= Assignment =
Please retype, unchanged, each line from the top of the material below through the line where "const MAX_QUERIES: usize = 4;" appears.

═════ Data supplied

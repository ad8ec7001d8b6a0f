//! Researcher stages: one specialization per category, sharing a common
//! query-generation → search → assemble procedure.
use std::sync::Arc;

use anyhow::Result;
use async_trait::async_trait;
use tokio::sync::Semaphore;
use tracing::warn;

use crate::clients::llm::{collect, LlmClient};
use crate::clients::search::SearchClient;
use crate::job::events::Event;
use crate::job::manager::JobReporter;
use crate::util::url::canonicalize;

use super::state::{Category, Document, DocumentMap, DocumentSource};

const MAX_QUERIES: usize = 4;
const SEARCH_BATCH_SIZE: usize = 4;
const MAX_SEARCH_RESULTS: usize = 15;
const MIN_QUERY_WORDS: usize = 3;

pub(crate) struct ResearcherDelta {
    pub(crate) category: Category,
    pub(crate) documents: DocumentMap,
    pub(crate) message: String,
}

#[async_trait]
pub(crate) trait ResearcherStage: Send + Sync {
    async fn run(
        &self,
        category: Category,
        company: &str,
        industry: Option<&str>,
        site_scrape: Option<&super::state::SiteScrape>,
        reporter: &JobReporter,
    ) -> Result<ResearcherDelta>;
}

pub(crate) struct ResearcherStageImpl {
    llm: Arc<dyn LlmClient>,
    search: Arc<dyn SearchClient>,
}

impl ResearcherStageImpl {
    #[must_use]
    pub(crate) fn new(llm: Arc<dyn LlmClient>, search: Arc<dyn SearchClient>) -> Self {
        Self { llm, search }
    }
}

fn category_instruction(category: Category, company: &str, industry: Option<&str>) -> String {
    let industry_clause = industry.map_or(String::new(), |industry| format!(" in the {industry} industry"));
    match category {
        Category::Financial => format!(
            "Generate search queries to find recent financial performance, revenue, and funding information for {company}{industry_clause}."
        ),
        Category::News => format!(
            "Generate search queries to find recent news and press coverage about {company}{industry_clause}."
        ),
        Category::Industry => format!(
            "Generate search queries to find industry context and competitive positioning for {company}{industry_clause}."
        ),
        Category::Company => format!(
            "Generate search queries to find company overview, leadership, and product information for {company}{industry_clause}."
        ),
    }
}

fn default_homepage_query(category: Category, company: &str) -> String {
    match category {
        Category::Financial => format!("{company} financial overview"),
        Category::News => format!("{company} company news"),
        Category::Industry => format!("{company} industry position"),
        Category::Company => format!("{company} company overview"),
    }
}

/// Parse completed query lines from a streamed model response. Emits
/// `query_generating` for the running partial and `query_generated` for
/// each completed, qualifying line; caps at `MAX_QUERIES` and discards any
/// trailing partial that never saw a newline.
async fn generate_queries(
    llm: &Arc<dyn LlmClient>,
    category: Category,
    company: &str,
    industry: Option<&str>,
    reporter: &JobReporter,
) -> Vec<String> {
    let instruction = category_instruction(category, company, industry);
    let system = "You generate concise web search queries, one per line.";

    let stream = match llm.stream_completion(system, &instruction).await {
        Ok(stream) => stream,
        Err(err) => {
            warn!(category = category.label(), error = %err, "query generation failed");
            reporter.emit(Event::error(category.analyst_tag(), &err.to_string()));
            return Vec::new();
        }
    };

    let full_text = match collect(stream).await {
        Ok(text) => text,
        Err(err) => {
            warn!(category = category.label(), error = %err, "query generation stream failed");
            reporter.emit(Event::error(category.analyst_tag(), &err.to_string()));
            return Vec::new();
        }
    };

    let mut queries = Vec::new();
    let mut partial = String::new();
    for ch in full_text.chars() {
        if ch == '\n' {
            let line = partial.trim().to_owned();
            partial.clear();
            if line.split_whitespace().count() >= MIN_QUERY_WORDS {
                reporter.emit(Event::query_generated(category.label(), &line));
                queries.push(line);
                if queries.len() >= MAX_QUERIES {
                    break;
                }
            }
        } else {
            partial.push(ch);
            reporter.emit(Event::query_generating(category.label(), &partial));
        }
    }

    queries
}

async fn run_searches(
    search: &Arc<dyn SearchClient>,
    category: Category,
    queries: &[String],
    reporter: &JobReporter,
) -> DocumentMap {
    let mut documents = DocumentMap::new();
    let semaphore = Arc::new(Semaphore::new(SEARCH_BATCH_SIZE));
    let job_id = reporter.job_id();

    for batch in queries.chunks(SEARCH_BATCH_SIZE) {
        if reporter.cancellation().is_cancelled() {
            break;
        }

        let mut handles = Vec::new();
        for query in batch {
            let search = Arc::clone(search);
            let query = query.clone();
            let permit = Arc::clone(&semaphore);
            reporter.emit(Event::query_searching(category.label(), &query));
            handles.push(tokio::spawn(async move {
                let _permit = permit.acquire_owned().await;
                let result = search.search(job_id, &query, MAX_SEARCH_RESULTS).await;
                (query, result)
            }));
        }

        for handle in handles {
            let (query, result) = match handle.await {
                Ok(pair) => pair,
                Err(_) => continue,
            };

            match result {
                Ok(results) => {
                    reporter.emit(Event::query_searched(category.label(), &query, results.len()));
                    for result in results {
                        if result.content.trim().is_empty() || result.url.trim().is_empty() {
                            continue;
                        }
                        let canonical = canonicalize(&result.url);
                        documents.entry(canonical.clone()).or_insert_with(|| {
                            reporter.emit(Event::document_kept(category.label(), &canonical, result.score));
                            Document {
                                url: canonical,
                                title: result.title,
                                content: result.content,
                                raw_content: None,
                                query: query.clone(),
                                source: DocumentSource::WebSearch,
                                score: result.score,
                                evaluation: None,
                            }
                        });
                    }
                }
                Err(err) => {
                    warn!(category = category.label(), query, error = %err, "search failed for query");
                }
            }
        }
    }

    documents
}

#[async_trait]
impl ResearcherStage for ResearcherStageImpl {
    async fn run(
        &self,
        category: Category,
        company: &str,
        industry: Option<&str>,
        site_scrape: Option<&super::state::SiteScrape>,
        reporter: &JobReporter,
    ) -> Result<ResearcherDelta> {
        reporter.emit(Event::category_start(category.label()));
        reporter.cancellation().check()?;

        let queries = generate_queries(&self.llm, category, company, industry, reporter).await;
        let mut documents = run_searches(&self.search, category, &queries, reporter).await;

        if let Some(scrape) = site_scrape {
            let canonical_company_url = canonicalize(&scrape.url);
            documents.entry(canonical_company_url.clone()).or_insert_with(|| Document {
                url: canonical_company_url,
                title: scrape.title.clone(),
                content: scrape.raw_content.clone(),
                raw_content: Some(scrape.raw_content.clone()),
                query: default_homepage_query(category, company),
                source: DocumentSource::CompanyWebsite,
                score: 1.0,
                evaluation: None,
            });
        }

        let message = format!(
            "{} found {} documents for {}",
            category.heading(),
            documents.len(),
            company
        );
        reporter.emit(Event::category_complete(category.label(), documents.len()));

        Ok(ResearcherDelta {
            category,
            documents,
            message,
        })
    }
}

#[cfg(test)]
mod tests {
    use super::*;

    fn test_metrics() -> std::sync::Arc<crate::observability::metrics::Metrics> {
        std::sync::Arc::new(
            crate::observability::metrics::Metrics::new(std::sync::Arc::new(prometheus::Registry::new()))
                .expect("metrics register"),
        )
    }
    use crate::clients::search::SearchResult;
    use crate::job::manager::JobManager;
    use futures::stream;
    use std::sync::Mutex;

    struct StubLlm {
        text: &'static str,
    }

    #[async_trait]
    impl LlmClient for StubLlm {
        async fn stream_completion(
            &self,
            _system: &str,
            _prompt: &str,
        ) -> Result<crate::clients::llm::CompletionStream> {
            let chunks: Vec<Result<String>> = self.text.chars().map(|c| Ok(c.to_string())).collect();
            Ok(Box::pin(stream::iter(chunks)))
        }
    }

    struct StubSearch {
        results: Mutex<Vec<SearchResult>>,
    }

    #[async_trait]
    impl SearchClient for StubSearch {
        async fn search(&self, _job_id: uuid::Uuid, _query: &str, _max_results: usize) -> Result<Vec<SearchResult>> {
            Ok(self.results.lock().unwrap().clone())
        }
    }

    fn reporter() -> (JobManager, JobReporter) {
        let manager = JobManager::new(4, 8, 3600, test_metrics(), std::sync::Arc::new(crate::store::report_store::NoopReportStore));
        let (_job_id, reporter) = manager
            .submit(&crate::job::types::ResearchRequest {
                company: "Acme".to_owned(),
                company_url: None,
                industry: None,
                hq_location: None,
            })
            .expect("submit");
        (manager, reporter)
    }

    #[tokio::test]
    async fn researcher_caps_queries_at_four_and_assembles_documents() {
        let stage = ResearcherStageImpl::new(
            Arc::new(StubLlm {
                text: "acme quarterly revenue report\nacme fundraising news update\nacme series b round\nacme ipo filing details\nacme extra unused query\n",
            }),
            Arc::new(StubSearch {
                results: Mutex::new(vec![SearchResult {
                    title: "Acme raises funding".to_owned(),
                    url: "https://news.example/acme?utm=1".to_owned(),
                    content: "Acme raised a new round".to_owned(),
                    score: 0.8,
                }]),
            }),
        );

        let (_manager, reporter) = reporter();
        let delta = stage
            .run(Category::Financial, "Acme", None, None, &reporter)
            .await
            .expect("run");

        assert!(delta.documents.contains_key("https://news.example/acme"));
    }

    #[tokio::test]
    async fn researcher_seeds_homepage_document_when_site_scrape_present() {
        let stage = ResearcherStageImpl::new(
            Arc::new(StubLlm { text: "" }),
            Arc::new(StubSearch {
                results: Mutex::new(Vec::new()),
            }),
        );

        let scrape = super::super::state::SiteScrape {
            url: "https://acme.example".to_owned(),
            title: "Acme".to_owned(),
            raw_content: "Acme homepage text".to_owned(),
        };

        let (_manager, reporter) = reporter();
        let delta = stage
            .run(Category::Company, "Acme", None, Some(&scrape), &reporter)
            .await
            .expect("run");

        assert_eq!(delta.documents.len(), 1);
        let doc = delta.documents.values().next().unwrap();
        assert_eq!(doc.source, DocumentSource::CompanyWebsite);
    }
}
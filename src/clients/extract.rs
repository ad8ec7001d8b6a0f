//! External content-extraction collaborator client.
use std::time::Duration;

use anyhow::{Context, Result};
use async_trait::async_trait;
use serde::{Deserialize, Serialize};
use uuid::Uuid;

use crate::clients::headers::build_idempotent_headers;
use crate::util::retry::RetryConfig;

#[derive(Debug, Serialize)]
struct ExtractRequest<'a> {
    urls: &'a [String],
    extract_depth: &'a str,
}

#[derive(Debug, Deserialize)]
struct ExtractResponse {
    #[serde(default)]
    results: Vec<ExtractedPage>,
}

#[derive(Debug, Deserialize)]
struct ExtractedPage {
    #[serde(default)]
    raw_content: String,
}

#[async_trait]
pub(crate) trait ExtractClient: Send + Sync {
    /// Fetch full text for a single URL. Returns `None` when the
    /// collaborator yields no usable content, rather than failing the
    /// caller. `job_id` keys the outbound idempotency header so a retried
    /// call is recognizable upstream.
    async fn extract(&self, job_id: Uuid, url: &str) -> Result<Option<String>>;
}

pub(crate) struct HttpExtractClient {
    http: reqwest::Client,
    base_url: String,
    api_key: String,
    timeout: Duration,
    retry: RetryConfig,
}

impl HttpExtractClient {
    #[must_use]
    pub(crate) fn new(base_url: String, api_key: String, timeout: Duration, retry: RetryConfig) -> Self {
        Self {
            http: reqwest::Client::new(),
            base_url,
            api_key,
            timeout,
            retry,
        }
    }
}

#[async_trait]
impl ExtractClient for HttpExtractClient {
    async fn extract(&self, job_id: Uuid, url: &str) -> Result<Option<String>> {
        let endpoint = format!("{}/extract", self.base_url);
        let urls = [url.to_owned()];
        let body = ExtractRequest {
            urls: &urls,
            extract_depth: "basic",
        };
        let headers = build_idempotent_headers(job_id, url);

        let mut attempt = 0usize;
        loop {
            let call = self
                .http
                .post(&endpoint)
                .bearer_auth(&self.api_key)
                .headers(headers.clone())
                .json(&body)
                .send();

            match tokio::time::timeout(self.timeout, call).await {
                Ok(Ok(response)) => match response.error_for_status() {
                    Ok(response) => {
                        let parsed: ExtractResponse = response
                            .json()
                            .await
                            .context("decoding extract response")?;
                        return Ok(parsed
                            .results
                            .into_iter()
                            .next()
                            .map(|page| page.raw_content)
                            .filter(|text| !text.trim().is_empty()));
                    }
                    Err(err) if self.retry.can_retry(attempt) && retryable(&err) => {
                        tokio::time::sleep(self.retry.delay_for_attempt(attempt)).await;
                        attempt += 1;
                    }
                    Err(err) => return Err(err.into()),
                },
                Ok(Err(err)) if self.retry.can_retry(attempt) => {
                    tokio::time::sleep(self.retry.delay_for_attempt(attempt)).await;
                    attempt += 1;
                    let _ = err;
                }
                Ok(Err(err)) => return Err(err.into()),
                Err(elapsed) if self.retry.can_retry(attempt) => {
                    tokio::time::sleep(self.retry.delay_for_attempt(attempt)).await;
                    attempt += 1;
                    let _ = elapsed;
                }
                Err(elapsed) => return Err(elapsed.into()),
            }
        }
    }
}

fn retryable(err: &reqwest::Error) -> bool {
    err.status()
        .is_some_and(|status| status.as_u16() == 429 || status.is_server_error())
}

#[cfg(test)]
mod tests {
    use super::*;
    use wiremock::matchers::{method, path};
    use wiremock::{Mock, MockServer, ResponseTemplate};

    #[tokio::test]
    async fn extract_returns_raw_content() {
        let server = MockServer::start().await;
        Mock::given(method("POST"))
            .and(path("/extract"))
            .respond_with(ResponseTemplate::new(200).set_body_json(serde_json::json!({
                "results": [{"raw_content": "full page text"}]
            })))
            .mount(&server)
            .await;

        let client = HttpExtractClient::new(
            server.uri(),
            "key".to_owned(),
            Duration::from_secs(5),
            RetryConfig::new(1, 10, 100),
        );

        let text = client.extract(Uuid::new_v4(), "https://acme.example").await.expect("extract");
        assert_eq!(text.as_deref(), Some("full page text"));
    }

    #[tokio::test]
    async fn extract_returns_none_for_blank_content() {
        let server = MockServer::start().await;
        Mock::given(method("POST"))
            .and(path("/extract"))
            .respond_with(ResponseTemplate::new(200).set_body_json(serde_json::json!({
                "results": [{"raw_content": "   "}]
            })))
            .mount(&server)
            .await;

        let client = HttpExtractClient::new(
            server.uri(),
            "key".to_owned(),
            Duration::from_secs(5),
            RetryConfig::new(1, 10, 100),
        );

        let text = client.extract(Uuid::new_v4(), "https://acme.example").await.expect("extract");
        assert!(text.is_none());
    }
}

══════════

= Exercise output =
repository ad8ec7001d8b6a0f
//! Researcher stages: one specialization per category, sharing a common
//! query-generation → search → assemble procedure.
use std::sync::Arc;

use anyhow::Result;
use async_trait::async_trait;
use tokio::sync::Semaphore;
use tracing::warn;

use crate::clients::llm::{collect, LlmClient};
use crate::clients::search::SearchClient;
use crate::job::events::Event;
use crate::job::manager::JobReporter;
use crate::util::url::canonicalize;

use super::state::{Category, Document, DocumentMap, DocumentSource};

const MAX_QUERIES: usize = 4;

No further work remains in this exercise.